BAUKO, Mountain Province – A local court found a former provincial boardmember guilty for allegedly failing to submit his sworn Statement of Assets and Liabilities and Net Worth (SALN) when he was still a public official.
In an 8-page decision, Judge Jocelyn Humiwat of the Municipal Circuit Trial Court (MCTC) for Bauko-Sabangan found former boardmember Romeo M. Pagedped guilty for violation of the pertinent provisions of Republic Act (RA) 6713 or the Code of Conduct and Ethical Standards for Public Officials and Employees and RA 3019 or the Anti-Graft and Corrupt Practices Act, particularly by failing to submit his SALN for the year 2006, and ordered him fined for only P3,000.
The decision stated that there was no dispute that Pageped was a public official in 2006 and it was admitted at the pre-trial conference of the case that he was an elected municipal councillor of Bauko in the same year and being a public official in the said year, he had the obligation to accomplish and submit his SALN on or before April 30, 2007 pursuant to RA 6713.
The court added that it was likewise established that his 2006 SALN was not filed on or before April 30, 2007 but Pageped maintained that he filed his SALN for 2006 through the municipal council liaison officer Jimmy Bantic on or before August 2007.
For his part, Bantic claimed that he filed Pagdeped’s 2006 SALN with the municipal human resource management office in 2007 and the HRMO testified that she issued the earlier certification on March 19, 2012 as she did not find Pagedped’s 2006 SALN and that she belatedly discovered the same in the year 2017 with the files for the 2007 outgoing communications in her office.
The court explained interestingly, it was only when the case was filed in court that the accused claimed, for the first time, to have filed his 2006 SALN through the municipal council liaison officer on or before August 2007.

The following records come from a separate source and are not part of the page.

use std::sync::Arc;
use std::time::{Duration, Instant};

use attune_core::{GuildId, TtlClass, UserId};
use tracing::{info, warn};

use crate::error::{Result, RouterError};
use crate::health::{HealthTracker, ProviderStatus};
use crate::model_map;
use crate::provider::{AIProvider, ChatOptions, ChatOutcome, ProviderMessage};
use crate::ratelimit::TokenBucket;

const FALLBACK_PHRASES: &[&str] = &[
    "I'm having trouble reaching my backend right now — try again in a moment.",
    "Something went sideways on my end. Give it another shot shortly.",
    "I can't get a response together at the moment, sorry about that.",
];

pub struct RouteRequest {
    pub guild_id: GuildId,
    pub user_id: UserId,
    pub messages: Vec<ProviderMessage>,
    pub model: String,
    pub options: ChatOptions,
}

#[derive(Debug, Clone)]
pub struct RouteResponse {
    pub content: String,
    pub model_canonical: String,
    pub attempted_providers: Vec<String>,
    pub from_cache: bool,
}

struct Slot {
    provider: Box<dyn AIProvider>,
    bucket: TokenBucket,
}

pub struct ProviderRouter {
    slots: Vec<Slot>,
    cache: Arc<attune_cache::Cache>,
    fallback_model: String,
    health: Arc<HealthTracker>,
}

impl ProviderRouter {
    pub fn new(
        providers: Vec<(Box<dyn AIProvider>, u32)>,
        cache: Arc<attune_cache::Cache>,
        fallback_model: String,
    ) -> Self {
        let slots = providers
            .into_iter()
            .map(|(provider, rate_per_min)| Slot {
                provider,
                bucket: TokenBucket::new(rate_per_min),
            })
            .collect();
        Self {
            slots,
            cache,
            fallback_model,
            health: HealthTracker::new(),
        }
    }

    pub async fn route(&self, request: RouteRequest, now: f64) -> Result<RouteResponse> {
        let model_canonical = model_map::normalize(&request.model, &self.fallback_model);
        let joined = request
            .messages
            .iter()
            .map(|m| format!("{}:{}", m.role, m.content))
            .collect::<Vec<_>>()
            .join("\n");
        let cache_key = attune_cache::request_key(
            request.guild_id,
            request.user_id,
            &joined,
            &model_canonical,
            request.options.temperature,
            request.options.max_tokens,
        );

        if let Some(cached) = self.cache.get(&cache_key, now).await {
            if let Ok(content) = String::from_utf8(cached) {
                return Ok(RouteResponse {
                    content,
                    model_canonical,
                    attempted_providers: Vec::new(),
                    from_cache: true,
                });
            }
        }

        let mut attempted = Vec::new();
        let mut last_err: Option<RouterError> = None;
        let mut failed_fast = false;

        for slot in &self.slots {
            let name = slot.provider.name().to_string();

            if !slot.provider.is_available() {
                continue;
            }
            if matches!(
                self.health.status_for(&name),
                ProviderStatus::Down | ProviderStatus::RateLimited | ProviderStatus::AuthExpired
            ) {
                info!(provider = %name, "provider unhealthy, skipping");
                continue;
            }
            if !slot.bucket.try_acquire() {
                info!(provider = %name, "provider rate-limit bucket empty, skipping");
                continue;
            }

            attempted.push(name.clone());
            let call = slot
                .provider
                .chat_completion(&request.messages, &model_canonical, &request.options);
            let timeout = Duration::from_secs(request.options.timeout_secs);
            let started = Instant::now();

            let outcome: Result<ChatOutcome> = match tokio::time::timeout(timeout, call).await {
                Ok(Ok(outcome)) => Ok(outcome),
                Ok(Err(e)) => Err(RouterError::Provider {
                    provider: name.clone(),
                    source: e,
                }),
                Err(_) => Err(RouterError::Provider {
                    provider: name.clone(),
                    source: crate::provider::ProviderError::Unavailable("timed out".to_string()),
                }),
            };

            match outcome {
                Ok(outcome) => {
                    self.health
                        .record_success(&name, started.elapsed().as_millis() as u64);
                    self.cache
                        .set(
                            &cache_key,
                            outcome.content.clone().into_bytes(),
                            TtlClass::Short,
                            now,
                        )
                        .await;
                    return Ok(RouteResponse {
                        content: outcome.content,
                        model_canonical,
                        attempted_providers: attempted,
                        from_cache: false,
                    });
                }
                Err(e) => {
                    let retryable = matches!(&e, RouterError::Provider { source, .. } if source.is_retryable());
                    if let RouterError::Provider { source, .. } = &e {
                        self.health.record_error(&name, source);
                    }
                    warn!(provider = %name, error = %e, retryable, "provider attempt failed");
                    last_err = Some(e);
                    if !retryable {
                        failed_fast = true;
                        break;
                    }
                }
            }
        }

        if failed_fast {
            return Err(last_err.expect("failed_fast is only set alongside last_err"));
        }

        Err(RouterError::AllProvidersFailed {
            fallback_phrase: fallback_phrase(now),
        })
    }
}

/// A deterministic-enough pick from the fixed fallback list (§4.7 step 5).
fn fallback_phrase(now: f64) -> String {
    let idx = (now as u64 as usize) % FALLBACK_PHRASES.len();
    FALLBACK_PHRASES[idx].to_string()
}

#[cfg(test)]
mod tests {
    use super::*;
    use async_trait::async_trait;
    use crate::provider::ProviderError;

    struct AlwaysOk;

    #[async_trait]
    impl AIProvider for AlwaysOk {
        fn name(&self) -> &str {
            "always-ok"
        }
        fn model_default(&self) -> &str {
            "anthropic/claude-3-haiku"
        }
        async fn chat_completion(
            &self,
            _messages: &[ProviderMessage],
            _model: &str,
            _opts: &ChatOptions,
        ) -> std::result::Result<ChatOutcome, ProviderError> {
            Ok(ChatOutcome {
                content: "hello".to_string(),
                tokens_used: Some(10),
                finish_reason: Some("stop".to_string()),
            })
        }
    }

    struct AlwaysFail;

    #[async_trait]
    impl AIProvider for AlwaysFail {
        fn name(&self) -> &str {
            "always-fail"
        }
        fn model_default(&self) -> &str {
            "anthropic/claude-3-haiku"
        }
        async fn chat_completion(
            &self,
            _messages: &[ProviderMessage],
            _model: &str,
            _opts: &ChatOptions,
        ) -> std::result::Result<ChatOutcome, ProviderError> {
            Err(ProviderError::Unavailable("down".to_string()))
        }
    }

    fn req() -> RouteRequest {
        RouteRequest {
            guild_id: GuildId::new(1),
            user_id: UserId::new(2),
            messages: vec![ProviderMessage {
                role: "user",
                content: "hi".to_string(),
            }],
            model: "Claude 3 Haiku".to_string(),
            options: ChatOptions::default(),
        }
    }

    #[tokio::test]
    async fn falls_back_to_next_provider_on_retryable_error() {
        let cache = Arc::new(attune_cache::Cache::new(10, None));
        let router = ProviderRouter::new(
            vec![
                (Box::new(AlwaysFail), 30),
                (Box::new(AlwaysOk), 30),
            ],
            cache,
            "anthropic/claude-3-haiku".to_string(),
        );
        let resp = router.route(req(), 0.0).await.unwrap();
        assert_eq!(resp.content, "hello");
        assert_eq!(resp.attempted_providers.len(), 2);
    }

    #[tokio::test]
    async fn second_call_hits_cache() {
        let cache = Arc::new(attune_cache::Cache::new(10, None));
        let router = ProviderRouter::new(vec![(Box::new(AlwaysOk), 30)], cache, "anthropic/claude-3-haiku".to_string());
        router.route(req(), 0.0).await.unwrap();
        let second = router.route(req(), 1.0).await.unwrap();
        assert!(second.from_cache);
    }

    #[tokio::test]
    async fn all_providers_failing_returns_fallback() {
        let cache = Arc::new(attune_cache::Cache::new(10, None));
        let router = ProviderRouter::new(vec![(Box::new(AlwaysFail), 30)], cache, "anthropic/claude-3-haiku".to_string());
        let err = router.route(req(), 0.0).await.unwrap_err();
        match err {
            RouterError::AllProvidersFailed { .. } => {}
            other => panic!("unexpected error variant: {other}"),
        }
    }
}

Court records showed that during the preliminary investigation at the Office of the Ombudsman, Pagedped consistently admitted the non-filing of his 20006 SALN and he admitted in his counter-affidavit on March 28, 2012 that his SALN for 2006, which should have been filed not later than April 30, 2007, was not filed due to inadvertence.

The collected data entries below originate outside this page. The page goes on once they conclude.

use std::sync::Arc;

use attune_core::config::Config;
use tracing::info;

mod stdio_platform;

#[tokio::main]
async fn main() -> anyhow::Result<()> {
    tracing_subscriber::fmt()
        .with_env_filter(
            tracing_subscriber::EnvFilter::try_from_default_env()
                .unwrap_or_else(|_| "attune_runtime=info".into()),
        )
        .init();

    let config_path = std::env::var("ATTUNE_CONFIG").ok();
    let config = Config::load(config_path.as_deref()).unwrap_or_else(|e| {
        tracing::warn!("config load failed ({}), using defaults", e);
        Config::default()
    });

    let events = Box::new(stdio_platform::StdioEvents::new());
    let actions = Arc::new(stdio_platform::StdioActions);

    let handle = attune_runtime::start(config, events, actions).await?;
    info!("attune is running, type a message and press enter (ctrl-c to stop)");

    tokio::signal::ctrl_c().await?;
    attune_runtime::shutdown(handle).await;

    Ok(())
}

In his motion for reconsideration dated October 18, 2013 filed with the Ombudsman, he made the same statement that the staff of the municipal council failed to file his assailed 2006 SALN and because he was busy campaigning, he did not notice the same. He further stated that he still has with him a copy of the SALN that was not submitted by his staff.
The decision asserted that even if the assailed 2006 SALN of Pagedped was submitted in August 2007, it will not exonerate the accused from the charge and that there is no doubt that Pageped’s 2006 SALN was not filed with the HRMO on or before April 30, 2007.
The court claimed that the error in the information on the year where the SALN was not filed is not fatally defective as the sufficiency and validity of the information was not actually affected. Further, the defect did not prevent the accused from defending himself.